What are the risks associated with it
As with any major surgery, sleeve gastrectomy poses potential health risks, both in the short term and long term.
Risks associated with sleeve gastrectomy can include:
- Excessive bleeding
- Infection
- Adverse reactions to anesthesia
- Blood clots
- Lung or breathing problems
- Leaks from the cut edge of the stomach
- Gastrointestinal obstruction
- Hernias
- Gastroesophageal reflux
- Low blood sugar (hypoglycemia)
- Malnutrition
How it is it done
The surgery takes about an hour. Wel make a few small cuts in your belly and insert a laparoscope -- an instrument with a tiny camera that sends pictures to a monitor. We then insert other medical instruments through the additional cuts and remove 3/4 of your stomach. Finally, we reattach the rest of your stomach to form the "sleeve" or tube.

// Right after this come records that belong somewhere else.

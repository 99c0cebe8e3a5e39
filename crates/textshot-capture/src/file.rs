use std::path::Path;

use anyhow::{Context, bail};
use image::{ExtendedColorType, RgbaImage};
use textshot_core::error::CaptureError;
use textshot_types::{CapturedImage, ImageOrigin};

/// Decode a user-chosen image file (png, jpg/jpeg, bmp, gif, tiff)
pub fn open_file(path: &Path) -> Result<CapturedImage, CaptureError> {
    let decoded = image::open(path)
        .map_err(|e| CaptureError::DecodeError(e.to_string()))?
        .to_rgba8();

    let (width, height) = decoded.dimensions();
    CapturedImage::from_rgba(
        width,
        height,
        decoded.into_raw(),
        Some(path.to_path_buf()),
        ImageOrigin::OpenedFile,
    )
    .ok_or_else(|| CaptureError::DecodeError("image has no pixels".to_string()))
}

/// Save the displayed image to a user-chosen path; format follows the extension
pub fn save_image(image: &CapturedImage, path: &Path) -> anyhow::Result<()> {
    let ext = path
        .extension()
        .and_then(|e| e.to_str())
        .map(str::to_lowercase)
        .unwrap_or_default();

    match ext.as_str() {
        "png" | "bmp" => {
            image::save_buffer(
                path,
                &image.rgba,
                image.width,
                image.height,
                ExtendedColorType::Rgba8,
            )
            .with_context(|| format!("failed to save image to {path:?}"))?;
        }
        "jpg" | "jpeg" => {
            // the jpeg encoder has no alpha channel
            let rgba = RgbaImage::from_raw(image.width, image.height, image.rgba.clone())
                .context("image buffer does not match its dimensions")?;
            let rgb = image::DynamicImage::ImageRgba8(rgba).to_rgb8();
            rgb.save(path)
                .with_context(|| format!("failed to save image to {path:?}"))?;
        }
        other => bail!("unsupported save format: {other:?} (use png, jpg or bmp)"),
    }

    Ok(())
}

#[cfg(test)]
mod tests {
    use super::*;

    fn sample_image() -> CapturedImage {
        CapturedImage::from_rgba(
            8,
            6,
            vec![200; 8 * 6 * 4],
            None,
            ImageOrigin::ScreenCapture,
        )
        .unwrap()
    }

    #[test]
    fn open_decodes_png_with_file_origin() {
        let dir = tempfile::tempdir().unwrap();
        let path = dir.path().join("sample.png");
        image::RgbaImage::from_pixel(5, 7, image::Rgba([1, 2, 3, 255]))
            .save(&path)
            .unwrap();

        let image = open_file(&path).unwrap();
        assert_eq!((image.width, image.height), (5, 7));
        assert_eq!(image.origin, ImageOrigin::OpenedFile);
    }

    #[test]
    fn open_rejects_undecodable_file() {
        let dir = tempfile::tempdir().unwrap();
        let path = dir.path().join("broken.png");
        std::fs::write(&path, b"\x00\x01").unwrap();
        assert!(matches!(open_file(&path), Err(CaptureError::DecodeError(_))));
    }

    #[test]
    fn save_roundtrips_png() {
        let dir = tempfile::tempdir().unwrap();
        let path = dir.path().join("out.png");
        save_image(&sample_image(), &path).unwrap();
        let reopened = open_file(&path).unwrap();
        assert_eq!((reopened.width, reopened.height), (8, 6));
    }

    #[test]
    fn save_converts_for_jpeg() {
        let dir = tempfile::tempdir().unwrap();
        let path = dir.path().join("out.jpg");
        save_image(&sample_image(), &path).unwrap();
        assert!(path.exists());
    }

    #[test]
    fn save_rejects_unknown_extension() {
        let dir = tempfile::tempdir().unwrap();
        let path = dir.path().join("out.webp");
        assert!(save_image(&sample_image(), &path).is_err());
    }
}
/// Viewports smaller than this on either axis are considered not laid out yet
pub const MIN_VIEWPORT: u32 = 10;

/// Aspect-preserving scale and centering offsets for one render
#[derive(Debug, Clone, Copy, PartialEq, Eq)]
pub struct ViewportFit {
    pub width: u32,
    pub height: u32,
    pub x: u32,
    pub y: u32,
}

/// Fit an image into a viewport without cropping or distortion.
///
/// Returns `None` when the viewport is below [`MIN_VIEWPORT`] so callers
/// defer instead of scaling against near-zero dimensions.
pub fn fit(img_w: u32, img_h: u32, vp_w: u32, vp_h: u32) -> Option<ViewportFit> {
    if vp_w < MIN_VIEWPORT || vp_h < MIN_VIEWPORT || img_w == 0 || img_h == 0 {
        return None;
    }

    // Exact comparison: img_w/img_h > vp_w/vp_h without float rounding.
    let (width, height) = if img_w as u64 * vp_h as u64 > vp_w as u64 * img_h as u64 {
        // width-constrained
        let height = (vp_w as u64 * img_h as u64 / img_w as u64) as u32;
        (vp_w, height.max(1))
    } else {
        // height-constrained
        let width = (vp_h as u64 * img_w as u64 / img_h as u64) as u32;
        (width.max(1), vp_h)
    };

    Some(ViewportFit {
        width,
        height,
        x: (vp_w - width) / 2,
        y: (vp_h - height) / 2,
    })
}
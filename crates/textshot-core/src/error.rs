use textshot_types::EngineId;
use thiserror::Error;

/// Failures while obtaining an image from the screen or a file
#[derive(Debug, Clone, Error, PartialEq, Eq)]
pub enum CaptureError {
    #[error("no supported screenshot tool found")]
    NoToolAvailable,
    #[error("screenshot was not captured")]
    EmptyCapture,
    #[error("selected area is too small")]
    SelectionTooSmall,
    #[error("failed to decode image: {0}")]
    DecodeError(String),
}

/// Failures while bringing an engine to the ready state
#[derive(Debug, Clone, Error, PartialEq, Eq)]
pub enum EngineInitError {
    #[error("OCR runtime is not installed or not configured: {0}")]
    ToolNotConfigured(String),
    #[error("optional component is not installed: {0}")]
    ComponentNotInstalled(String),
    #[error("failed to initialize engine: {0}")]
    Init(String),
}

/// Failures during a recognition pass
#[derive(Debug, Clone, Error, PartialEq, Eq)]
pub enum RecognizeError {
    #[error("engine {0} is not ready")]
    EngineUnavailable(EngineId),
    #[error("unknown engine {0}")]
    UnknownEngine(EngineId),
    #[error("recognition failed: {0}")]
    Recognition(String),
}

What to expect from procedure
After sleeve gastrectomy, your diet begins with sugar-free, noncarbonated liquids for the first seven days, then progresses to pureed foods for three weeks, and finally to regular foods approximately four weeks after your surgery. You will be required to take a multivitamin twice a day, a calcium supplement once a day, and a vitamin B-12 injection once a month for life.
You'll have frequent medical checkups to monitor your health in the first several months after weight-loss surgery. You may need laboratory testing, bloodwork and various exams.You may experience changes as your body reacts to the rapid weight loss in the first three to six months after sleeve gastrectomy, including:
- Body aches
- Feeling tired, as if you have the flu
- Feeling cold
- Dry skin
- Hair thinning and hair loss
- Mood changes
Should you opt for the procedure
Sleeve gastrectomy can provide long-term weight loss. The amount of weight you lose depends on your change in lifestyle habits. It is possible to lose approximately 60%, or even more, of your excess weight within two years.
In addition to weight loss, sleeve gastrectomy may improve or resolve conditions related to being overweight, including:
- Heart disease
- High blood pressure
- High cholesterol
- Obstructive sleep apnea
- Type 2 diabetes
- Stroke
- Infertility
Sleeve gastrectomy surgery can also improve your ability to perform routine daily activities, and can help improve your quality of life.
What is Metabolic surgery
Gastric bypass and other weight-loss surgeries — known collectively as bariatric surgery (Metabolic surgery) — involve making changes to your digestive system to help you lose weight. Bariatric surgery is done when diet and exercise haven't worked or when you have serious health problems because of your weight.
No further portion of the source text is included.